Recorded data
****************************************

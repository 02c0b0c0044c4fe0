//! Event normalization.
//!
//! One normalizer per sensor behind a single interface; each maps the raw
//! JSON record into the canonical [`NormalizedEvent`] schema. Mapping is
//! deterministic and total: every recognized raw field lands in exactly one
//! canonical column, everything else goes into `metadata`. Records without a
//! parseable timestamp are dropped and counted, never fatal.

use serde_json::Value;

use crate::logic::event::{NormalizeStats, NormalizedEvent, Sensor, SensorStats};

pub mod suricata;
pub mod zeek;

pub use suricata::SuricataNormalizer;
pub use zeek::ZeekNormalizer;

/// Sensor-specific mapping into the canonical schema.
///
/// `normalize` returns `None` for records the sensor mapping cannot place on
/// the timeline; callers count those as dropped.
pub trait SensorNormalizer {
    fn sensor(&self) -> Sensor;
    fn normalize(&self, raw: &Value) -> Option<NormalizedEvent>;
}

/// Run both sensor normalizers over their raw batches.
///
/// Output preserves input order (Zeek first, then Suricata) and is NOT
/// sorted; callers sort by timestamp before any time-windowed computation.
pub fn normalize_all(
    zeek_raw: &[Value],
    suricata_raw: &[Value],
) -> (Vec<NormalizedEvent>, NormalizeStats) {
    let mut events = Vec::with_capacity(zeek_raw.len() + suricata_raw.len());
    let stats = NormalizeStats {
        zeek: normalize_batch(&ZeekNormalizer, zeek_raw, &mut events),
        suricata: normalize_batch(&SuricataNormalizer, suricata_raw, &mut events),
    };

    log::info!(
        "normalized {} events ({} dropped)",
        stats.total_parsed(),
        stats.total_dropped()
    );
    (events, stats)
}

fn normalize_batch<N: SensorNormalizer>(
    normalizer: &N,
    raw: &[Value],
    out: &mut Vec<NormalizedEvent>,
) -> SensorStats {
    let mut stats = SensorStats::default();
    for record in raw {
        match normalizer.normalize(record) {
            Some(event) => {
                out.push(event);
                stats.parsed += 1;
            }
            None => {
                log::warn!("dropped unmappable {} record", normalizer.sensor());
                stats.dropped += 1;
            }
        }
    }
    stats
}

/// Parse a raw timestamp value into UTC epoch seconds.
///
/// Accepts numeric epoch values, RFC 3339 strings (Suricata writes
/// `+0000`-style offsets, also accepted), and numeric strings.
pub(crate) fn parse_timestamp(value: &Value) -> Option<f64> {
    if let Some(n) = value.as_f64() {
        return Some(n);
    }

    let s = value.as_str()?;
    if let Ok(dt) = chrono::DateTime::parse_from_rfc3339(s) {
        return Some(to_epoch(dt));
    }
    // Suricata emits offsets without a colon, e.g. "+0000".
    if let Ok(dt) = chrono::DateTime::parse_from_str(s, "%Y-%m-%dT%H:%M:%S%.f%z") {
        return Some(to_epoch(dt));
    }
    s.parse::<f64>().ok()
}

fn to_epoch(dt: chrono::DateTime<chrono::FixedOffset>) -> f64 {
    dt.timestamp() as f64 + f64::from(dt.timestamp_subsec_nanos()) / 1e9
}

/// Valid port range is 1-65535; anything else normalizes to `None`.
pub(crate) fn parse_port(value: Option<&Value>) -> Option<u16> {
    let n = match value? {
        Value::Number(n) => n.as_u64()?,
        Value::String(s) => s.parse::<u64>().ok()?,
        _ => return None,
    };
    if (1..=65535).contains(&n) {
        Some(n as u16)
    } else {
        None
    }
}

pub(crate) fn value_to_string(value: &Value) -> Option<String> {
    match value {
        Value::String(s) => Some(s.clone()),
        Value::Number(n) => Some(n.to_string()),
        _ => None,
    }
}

****************************************

EXERCISE DETAILS:
Nothing but a number, please, for how many lines of the data hold "canonical".

ANSWER FOR THE TASK:
3